System Design — Google Maps

Design the routing engine for Google Maps

Similar Questions

  • Design system to find shortest trip time between two locations.
  • Design system to index shipping addresses for an ecommerce company such as Amazon.

Functional Requirements

  • Users must be able add new places to the map.
  • Users must be able to find the best route between two places on the map.

Non Functional Requirements

  • Availability — System should be highly available.
  • Scalability — System should scale when more new places are added to the map.
  • Durability — A place added should not get lost.
  • Low Latency — Searching and finding best routes should be as fast as possible.

Traffic and Throughput Requirements

  • Total number of users = 1 billion
  • Number of DAU = 200 million
  • Number of places = 100 million
  • Average number of new places added everyday = 10K
  • Number of routing queries per second = 10K
  • Average latency for routing queries = 100ms

The “On My Computer” Approach

How to encode the places on the map ?

Using Quad Tree.

class Coordinate {
float latitude;
float longitude;
}
class QuadNode {
Integer ID;
QuadNode* NE;
QuadNode* NW;
QuadNode* SE;
QuadNode* SW;
Coordinate topLeft;
Coordinate bottomRight;
Boolean isLeafNode;
List<Coordinate> coordinates;
}

To persist the data structure, we can store QuadNodes at each level of Quad Tree in each separate line of a text file.
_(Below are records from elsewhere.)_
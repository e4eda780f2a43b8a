use grep::regex::RegexMatcher;
use grep::searcher::{Searcher, Sink, SinkMatch};
use std::error::Error;
use std::path::{Path, PathBuf};
use walkdir::WalkDir;

// Directories holding the crate's own Rust sources.
const SOURCE_ROOTS: [&str; 3] = ["estimator", "tests", "benches"];

const FORBIDDEN_WORDS: [&str; 14] = [
    "FIXED",
    "CORRECTED",
    "FIX",
    "FIXES",
    "NEW",
    "CHANGED",
    "CHANGES",
    "CHANGE",
    "MODIFIED",
    "MODIFIES",
    "MODIFY",
    "UPDATED",
    "UPDATES",
    "UPDATE",
];

/// Which policy a collector enforces. Decides how matched lines are filtered
/// and how the failure is explained.
#[derive(Clone, Copy)]
enum Rule {
    UnderscorePrefix,
    ForbiddenWord,
    StarsOutsideDocs,
    AllCapsComment,
    AllowDeadCode,
}

impl Rule {
    fn pattern(self) -> String {
        match self {
            Rule::UnderscorePrefix => r"\b(_[a-zA-Z0-9_]+)\b".to_string(),
            Rule::ForbiddenWord => format!(r"(//|/\*).*(?:{})", FORBIDDEN_WORDS.join("|")),
            Rule::StarsOutsideDocs => r"(//|/\*).*\*\*".to_string(),
            Rule::AllCapsComment => r"(//|/\*).*".to_string(),
            Rule::AllowDeadCode => r"#\s*\[\s*allow\s*\(\s*dead_code\s*\)\s*\]".to_string(),
        }
    }

    fn accepts(self, line: &str) -> bool {
        match self {
            Rule::UnderscorePrefix => !is_comment(line) && !underscore_only_in_string(line),
            Rule::ForbiddenWord | Rule::AllowDeadCode => true,
            Rule::StarsOutsideDocs => !is_doc_comment(line),
            Rule::AllCapsComment => comment_text(line).is_some_and(|text| {
                let mut letters = text.chars().filter(|c| c.is_alphabetic()).peekable();
                letters.peek().is_some() && letters.all(|c| c.is_uppercase())
            }),
        }
    }

    fn explanation(self) -> String {
        match self {
            Rule::UnderscorePrefix => "underscore-prefixed variables".to_string(),
            Rule::ForbiddenWord => format!(
                "comments containing one of {} (remove them completely)",
                FORBIDDEN_WORDS.join(", ")
            ),
            Rule::StarsOutsideDocs => "'**' in regular (non-doc) comments".to_string(),
            Rule::AllCapsComment => "comments with all uppercase alphabetic characters".to_string(),
            Rule::AllowDeadCode => {
                "#[allow(dead_code)] attributes (use the code or delete it)".to_string()
            }
        }
    }
}

// Collects every offending line of one file for a single rule.
struct ViolationCollector {
    rule: Rule,
    violations: Vec<String>,
    file_path: PathBuf,
}

impl ViolationCollector {
    fn new(rule: Rule, file_path: &Path) -> Self {
        Self {
            rule,
            violations: Vec::new(),
            file_path: file_path.to_path_buf(),
        }
    }

    fn check_and_get_error_message(&self) -> Option<String> {
        if self.violations.is_empty() {
            return None;
        }

        let file_name = self.file_path.to_str().unwrap_or("?");
        let mut error_msg = format!(
            "\n❌ ERROR: Found {} violations in {}:\n",
            self.violations.len(),
            file_name
        );
        for violation in &self.violations {
            error_msg.push_str(&format!("   {violation}\n"));
        }
        error_msg.push_str(&format!(
            "\n⚠️ This project does not allow {}.\n",
            self.rule.explanation()
        ));
        Some(error_msg)
    }
}

impl Sink for ViolationCollector {
    type Error = std::io::Error;

    fn matched(&mut self, _: &Searcher, mat: &SinkMatch) -> Result<bool, Self::Error> {
        let line_number = mat.line_number().unwrap_or(0);
        let line_text = std::str::from_utf8(mat.bytes()).unwrap_or("").trim_end();

        if self.rule.accepts(line_text) {
            self.violations.push(format!("{line_number}:{line_text}"));
        }
        Ok(true)
    }
}

fn is_comment(line: &str) -> bool {
    let trimmed = line.trim_start();
    trimmed.starts_with("//") || trimmed.starts_with("/*")
}

fn is_doc_comment(line: &str) -> bool {
    let trimmed = line.trim_start();
    trimmed.starts_with("///") || trimmed.starts_with("//!")
}

// True when every underscore on the line sits between double quotes.
fn underscore_only_in_string(line: &str) -> bool {
    line.split('"')
        .enumerate()
        .all(|(i, part)| i % 2 == 1 || !part.contains('_'))
}

fn comment_text(line: &str) -> Option<&str> {
    let trimmed = line.trim_start();
    if let Some(rest) = trimmed
        .strip_prefix("///")
        .or_else(|| trimmed.strip_prefix("//!"))
        .or_else(|| trimmed.strip_prefix("//"))
    {
        return Some(rest.trim());
    }
    let start = line.find("/*")?;
    let body = &line[start + 2..];
    Some(match body.find("*/") {
        Some(end) => body[..end].trim(),
        None => body.trim(),
    })
}

fn rust_sources() -> impl Iterator<Item = PathBuf> {
    SOURCE_ROOTS
        .into_iter()
        .filter(|root| Path::new(root).is_dir())
        .flat_map(|root| WalkDir::new(root).into_iter().filter_map(|e| e.ok()))
        .filter(|e| e.path().extension().is_some_and(|ext| ext == "rs"))
        .map(|e| e.into_path())
}

fn scan(rule: Rule) -> Result<(), Box<dyn Error>> {
    let matcher = RegexMatcher::new_line_matcher(&rule.pattern())?;
    let mut searcher = Searcher::new();

    for path in rust_sources() {
        let mut collector = ViolationCollector::new(rule, &path);
        searcher.search_path(&matcher, &path, &mut collector)?;
        if let Some(error_message) = collector.check_and_get_error_message() {
            return Err(error_message.into());
        }
    }
    Ok(())
}

fn main() {
    println!("cargo:rerun-if-changed=build.rs");
    for root in SOURCE_ROOTS {
        println!("cargo:rerun-if-changed={root}");
    }

    for rule in [
        Rule::UnderscorePrefix,
        Rule::ForbiddenWord,
        Rule::StarsOutsideDocs,
        Rule::AllCapsComment,
        Rule::AllowDeadCode,
    ] {
        if let Err(e) = scan(rule) {
            // `eprintln!` is what shows up in cargo's output.
            eprintln!("{e}");
            std::process::exit(1);
        }
    }
}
QuadNode object can be serialized as a JSON string. To identify a QuadNode object we can assign unique ID to each object.

{"ID":1,"NE":2,"NW":3,"SE":4,"SW":5,"topLeft":[20,30],"bottomRight":[50,60],"isLeafNode":'False',"coordinates":[[23,37],[35,43]]}
....

Only the leaf nodes contains the actual coordinates and each leaf node can contain upto a maximum of say 1000 coordinates.

How to find nearby places within X KMs from a given coordinate ?

  1. If current node is a leaf node i.e. node.isLeafNode is True then for all node.coordinates check which are within X KMs from coordinate (euclidean distance) and add those to the final ‘result’ variable.
  2. Else for each node.NW, node.NE, node.SW and node.SE, if the quadrant intersects with the circle centered at coordinate of radius X, then recursively call steps 1 & 2 on each quadrant.

How to find the shortest distance between 2 places on the Map ?

There are multiple possible approaches with various trade-offs on simplicity, correctness, speed at query time, speed at preprocessing time, memory for preprocessing etc.

Djikstra’s Algorithm:

Let dist[source][P] be the shortest distance between source and P. For a place Q, along the path from source to P, if there is a direct road from Q to P, then update:

dist[source][P] = dist[source][Q]+distance(Q, P) if dist[source][P] > dist[source][Q]+distance(Q, P) where distance(Q, P) is the distance from Q to P.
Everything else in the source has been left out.